BUILDING A STAR WARS ARCADE MACHINE IN MY HOUSE!!

Carly King unboxes and assembles the Arcade1Up Star Wars arcade cab.

The Star Wars arcade game released in 1983 is like stepping into a time machine that teleports you directly into the cockpit of an X-wing—but with graphics that look like they were designed on an Etch A Sketch. It’s a classic relic from a galaxy not so far away, where the cutting-edge technology of the day meant wireframe graphics and joystick controls that required the reflexes of a Jedi and the patience of Yoda.

When you first approached the machine, it was like encountering a giant, glowing monolith that practically dared you to put in your quarters. The cabinet was decked out in artwork that made you feel like you were about to go on an intergalactic adventure. Once you sat down, though, you quickly realized that the “adventure” consisted of staring at a screen filled with green lines, which somehow represented TIE fighters, turbolasers, and the Death Star.
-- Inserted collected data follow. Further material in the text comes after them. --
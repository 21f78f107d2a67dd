use std::sync::atomic::{AtomicI64, AtomicU64, Ordering};

use chrono::{DateTime, Utc};
use uuid::Uuid;

use crate::domain::{AccountNumber, TransactionId, MAX_ACCOUNT_SERIAL};

use super::StoreError;

/// Hands out account numbers, transaction ids and commit timestamps.
///
/// Account numbers come from an atomic counter, so concurrent account
/// openings can never observe the same serial. A serial that was handed out
/// but never stored leaves a gap; serials are never reused.
#[derive(Debug)]
pub struct IdGenerator {
    next_account_serial: AtomicU64,
    last_timestamp_micros: AtomicI64,
}

impl Default for IdGenerator {
    fn default() -> Self {
        Self::new()
    }
}

impl IdGenerator {
    pub fn new() -> Self {
        Self::starting_at(1)
    }

    /// Start numbering at `serial` (clamped to at least 1).
    pub fn starting_at(serial: u64) -> Self {
        Self {
            next_account_serial: AtomicU64::new(serial.max(1)),
            last_timestamp_micros: AtomicI64::new(i64::MIN),
        }
    }

    /// Next account number, `AC000001` onwards.
    pub fn next_account_number(&self) -> Result<AccountNumber, StoreError> {
        let serial = self
            .next_account_serial
            .fetch_update(Ordering::SeqCst, Ordering::SeqCst, |serial| {
                (serial <= MAX_ACCOUNT_SERIAL).then_some(serial + 1)
            })
            .map_err(|_| StoreError::Exhausted("account numbers".to_string()))?;

        AccountNumber::from_serial(serial)
            .map_err(|_| StoreError::Exhausted("account numbers".to_string()))
    }

    pub fn next_transaction_id(&self) -> TransactionId {
        Uuid::new_v4()
    }

    /// Strictly increasing UTC timestamp with microsecond resolution.
    /// Falls forward by one microsecond when the wall clock stalls or steps back.
    pub fn next_timestamp(&self) -> DateTime<Utc> {
        let now = Utc::now().timestamp_micros();
        let previous = match self.last_timestamp_micros.fetch_update(
            Ordering::SeqCst,
            Ordering::SeqCst,
            |last| Some(now.max(last.saturating_add(1))),
        ) {
            Ok(previous) | Err(previous) => previous,
        };
        let micros = now.max(previous.saturating_add(1));

        DateTime::from_timestamp_micros(micros).unwrap_or_else(Utc::now)
    }
}

#[cfg(test)]
mod tests {
    use std::collections::HashSet;
    use std::thread;

    use super::*;

    #[test]
    fn test_account_numbers_are_sequential() {
        let ids = IdGenerator::new();
        assert_eq!(ids.next_account_number().unwrap().as_str(), "AC000001");
        assert_eq!(ids.next_account_number().unwrap().as_str(), "AC000002");
    }

    #[test]
    fn test_account_numbers_exhaust() {
        let ids = IdGenerator::starting_at(MAX_ACCOUNT_SERIAL);
        assert_eq!(ids.next_account_number().unwrap().as_str(), "AC999999");
        assert!(matches!(
            ids.next_account_number(),
            Err(StoreError::Exhausted(_))
        ));
        // Stays exhausted, never wraps around
        assert!(ids.next_account_number().is_err());
    }

    #[test]
    fn test_concurrent_account_numbers_are_unique() {
        let ids = IdGenerator::new();
        let numbers: Vec<AccountNumber> = thread::scope(|scope| {
            let handles: Vec<_> = (0..8)
                .map(|_| {
                    scope.spawn(|| {
                        (0..250)
                            .map(|_| ids.next_account_number().unwrap())
                            .collect::<Vec<_>>()
                    })
                })
                .collect();
            handles
                .into_iter()
                .flat_map(|handle| handle.join().unwrap())
                .collect()
        });

        let unique: HashSet<_> = numbers.iter().collect();
        assert_eq!(unique.len(), 2000);
    }

    #[test]
    fn test_timestamps_strictly_increase() {
        let ids = IdGenerator::new();
        let mut previous = ids.next_timestamp();
        for _ in 0..1000 {
            let next = ids.next_timestamp();
            assert!(next > previous);
            previous = next;
        }
    }

    #[test]
    fn test_transaction_ids_are_unique() {
        let ids = IdGenerator::new();
        assert_ne!(ids.next_transaction_id(), ids.next_transaction_id());
    }
}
The controls? Oh, the controls. The joystick was this chunky, plastic thing that felt like it could withstand the force of a Wookiee temper tantrum. It didn’t just move; it clunked into place as you tried to aim your blasters at tiny, geometrical ships that looked like they were drawn by a very ambitious kindergartener.

But once you got into the groove, the game had you hooked. The famous lines from the movie echoed in your ears—”Use the Force, Luke!”—as you navigated the trench run on the Death Star, which was essentially a series of rectangles and trapezoids flying toward you at warp speed. The sound effects were top-notch for the time, with digitized blaster shots and that familiar “pew pew” that made you feel like you were really in the heat of battle.

Surviving long enough to blow up the Death Star was a badge of honor. You’d walk away from the machine with a sense of accomplishment, as well as a slightly sore wrist from manhandling that joystick. And if you really nailed it, you’d get to hear Obi-Wan Kenobi tell you, “The Force will be with you, always,” which was basically the arcade equivalent of a mic drop.

In short, the *Star Wars* arcade game of 1983 was a glorious, low-res homage to the greatest space opera of all time. It was the ultimate test of skill, endurance, and the ability to pretend that a bunch of green lines were actually spaceships. And for those who mastered it, it wasn’t just a game—it was a way of life.

FOUND 1981 Ferrari 512 BB sitting for over 30 years

Peter discovers a beautiful 1981Ferrari 512BB with super low mileage that has been sitting untouched for decades! However this means it also hasn’t been maintained or serviced..he must negotiate a fair shake with the car’s owner in order to get his hands on this one. After taking it back to the shop, Gary is able to take it for a drive before Bill Wallace comes to take a look at it for a customer of his.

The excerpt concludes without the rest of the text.